Medicinal and Commercial Applications
• Horsetails clumps were normally used as scouring pads to facilitate the cleaning of iron cookware and hard pewter dishes.
• Some herbalist and folk healers suggest that athletes suffering from problems such as sprains and dislocated joints, and pulled hamstrings or torn ligament injuries could benefit from supplements of the horsetail herb in the diet.
• The texture, strength and tone of hard tissues such as the hair, the nails and the skin is also greatly improved by horsetail, at the same time the herb is very good at greatly strengthening the bones and the teeth of people.
• Problems such as minor edema can be treated by drinking an herbal tea made from the horsetail.
• Topical injuries of a minor nature can also be treated using the horsetail, a minor cut or bruise can be treated using some herbal horsetail powder from a capsule or a crushed tablet.
• Urinary problems of all types can also be treated using the horsetail herb, which is a reliable diuretic.
• Horsetail being a diuretic and an astringent is used in the treatment of all kinds of kidney and bladder conditions.
• It acts as a rapid remedy for the disorder called dropsy.
• Horsetail is used in healing of cuts and bruises as well as being able to stop the bleeding of wounds.
• The internal tissue damage in connective tissue is also repaired and corrected by the horsetail herbal remedies, which speeds up the rate of tissue repair, thereby promoting the strength and elasticity in the newly formed tissues.
• Symptoms caused by rheumatic and arthritic problems and various chest ailments are also treated by horsetail.
• Children affected by frequent urges to urinate, by bed wetting behaviours and incontinence for a long time can be treated using the horsetail as the astringent properties of the herb make it a very useful remedy to check such problems.
• The horsetail is also effective in treating such disorders which affect the functioning of the digestive tract; it is capable of healing inflammation and ulcers in the stomach.
• Horsetail based mouthwash and gargle can also be used for the treatment of problems such as mouth ulcers, it can be used to stanch bleeding gums and in the treatment of sore throats and other oral problems.
• It is also used in the manufacture of some kind of dye.
• Tubers of field horsetail are rich in starch and are eaten by wildlife.
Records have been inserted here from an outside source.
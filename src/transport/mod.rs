//! Message-oriented transport seen by the stream connector.
//!
//! A transport handle only sends; everything the connection reports back
//! (handshake done, inbound data, errors, closure) arrives as a
//! [`TransportEvent`] on the receiver returned by [`Dialer::dial`]. The
//! connector consumes that queue from a single task, so no locking is needed.

pub mod websocket;

use thiserror::Error;
use tokio::sync::mpsc;
use url::Url;

pub use websocket::{WebSocketDialer, WebSocketTransport};

/// Close code for a normal closure
pub const NORMAL_CLOSURE: u16 = 1000;

#[derive(Error, Debug, Clone, PartialEq, Eq)]
pub enum TransportError {
    #[error("Transport is not open")]
    NotOpen,

    #[error("Transport connection is gone")]
    Closed,
}

#[derive(Debug, Clone, Copy, PartialEq, Eq)]
#[repr(u8)]
pub enum ReadyState {
    Connecting = 0,
    Open = 1,
    Closing = 2,
    Closed = 3,
}

impl From<u8> for ReadyState {
    fn from(value: u8) -> Self {
        match value {
            0 => ReadyState::Connecting,
            1 => ReadyState::Open,
            2 => ReadyState::Closing,
            _ => ReadyState::Closed,
        }
    }
}

/// How a connection ended
#[derive(Debug, Clone, PartialEq, Eq, Default)]
pub struct CloseInfo {
    /// Both sides completed the closing handshake
    pub clean: bool,
    pub code: Option<u16>,
    pub reason: String,
}

#[derive(Debug, Clone, PartialEq, Eq)]
pub enum TransportEvent {
    Opened,
    Message(Vec<u8>),
    Closed(CloseInfo),
    Error(String),
}

pub type TransportEvents = mpsc::UnboundedReceiver<TransportEvent>;

pub trait Transport {
    fn ready_state(&self) -> ReadyState;

    /// Queue one binary message. Messages go out in call order.
    fn send(&mut self, data: Vec<u8>) -> Result<(), TransportError>;

    /// Start the closing handshake; the `Closed` event follows later
    fn close(&mut self, code: u16);
}

/// Opens connections without waiting for the handshake
pub trait Dialer {
    type Transport: Transport;

    fn dial(&self, uri: &Url) -> (Self::Transport, TransportEvents);
}
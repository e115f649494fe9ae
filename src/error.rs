use thiserror::Error;

pub type Result<T> = std::result::Result<T, ConnectorError>;

#[derive(Error, Debug)]
pub enum ConnectorError {
    #[error("Invalid endpoint URL: {0}")]
    InvalidUrl(#[from] url::ParseError),

    #[error("Protocol error: {0}")]
    Protocol(#[from] aigent_protocol::ProtocolError),

    #[error("Stream already started (state: {0:?})")]
    AlreadyStarted(crate::connector::ConnectionState),
}
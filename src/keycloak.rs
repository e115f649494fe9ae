use async_trait::async_trait;
use reqwest::Client;
use secrecy::{ExposeSecret, SecretString};
use serde::Deserialize;
use std::time::Duration;
use thiserror::Error;

#[derive(Error, Debug)]
pub enum AuthError {
    #[error("HTTP request failed: {0}")]
    Request(#[from] reqwest::Error),
    #[error("Token endpoint rejected credentials: {status} - {message}")]
    Rejected { status: u16, message: String },
    #[error("Token response did not contain an access token")]
    MissingToken,
    #[error("HTTP client error: {0}")]
    Client(String),
}

/// Source of bearer tokens for the stream connection
#[async_trait]
pub trait TokenProvider: Send + Sync {
    async fn fetch_token(&self) -> Result<SecretString, AuthError>;
}

#[derive(Debug)]
pub struct KeycloakConfig {
    pub token_endpoint: String,
    pub username: String,
    pub password: SecretString,
    pub client_id: String,
    pub scope: String,
}

impl KeycloakConfig {
    pub fn new(token_endpoint: String, username: String, password: SecretString) -> Self {
        Self {
            token_endpoint,
            username,
            password,
            client_id: "frontend".to_string(),
            scope: "openid".to_string(),
        }
    }
}

#[derive(Deserialize)]
struct TokenResponse {
    access_token: Option<String>,
}

/// Password-grant client for a Keycloak token endpoint
pub struct KeycloakClient {
    client: Client,
    config: KeycloakConfig,
}

impl KeycloakClient {
    pub fn new(config: KeycloakConfig) -> Result<Self, AuthError> {
        let client = Client::builder()
            .timeout(Duration::from_secs(30))
            .build()
            .map_err(|e| AuthError::Client(e.to_string()))?;

        Ok(Self { client, config })
    }

    fn form(&self) -> [(&str, &str); 5] {
        [
            ("grant_type", "password"),
            ("scope", self.config.scope.as_str()),
            ("client_id", self.config.client_id.as_str()),
            ("username", self.config.username.as_str()),
            ("password", self.config.password.expose_secret()),
        ]
    }
}

#[async_trait]
impl TokenProvider for KeycloakClient {
    // TODO: cache the token until it expires and use the refresh token
    async fn fetch_token(&self) -> Result<SecretString, AuthError> {
        log::debug!("🔑 Requesting token from {}", self.config.token_endpoint);

        let response = self
            .client
            .post(&self.config.token_endpoint)
            .form(&self.form())
            .send()
            .await?;

        let status = response.status();

        if !status.is_success() {
            let error_text = response
                .text()
                .await
                .unwrap_or_else(|_| "Unknown error".to_string());
            return Err(AuthError::Rejected {
                status: status.as_u16(),
                message: error_text,
            });
        }

        let body: TokenResponse = response.json().await?;
        match body.access_token {
            Some(token) if !token.is_empty() => {
                log::info!("🔑 Obtained access token for {}", self.config.username);
                Ok(SecretString::from(token))
            }
            _ => Err(AuthError::MissingToken),
        }
    }
}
Native Americans consumed young fertile shoots.
The genus name, Equisetum, translates to "horse-bristle" or tail, describing the appearance of the sterile stems. Deposits of silica cover the vegetative stems and branches of field horsetail. For this reason, the plant has been used to scour pots, pans, and articles containing silver (hence the common name 'scouring rush').Field horsetail may accumulate more gold than any other plant. Up to 4 1/2 ounces of gold per ton of fresh plant material has been recovered. Mining engineers consider field horsetail an indicator species of gold, but not a viable commercial source.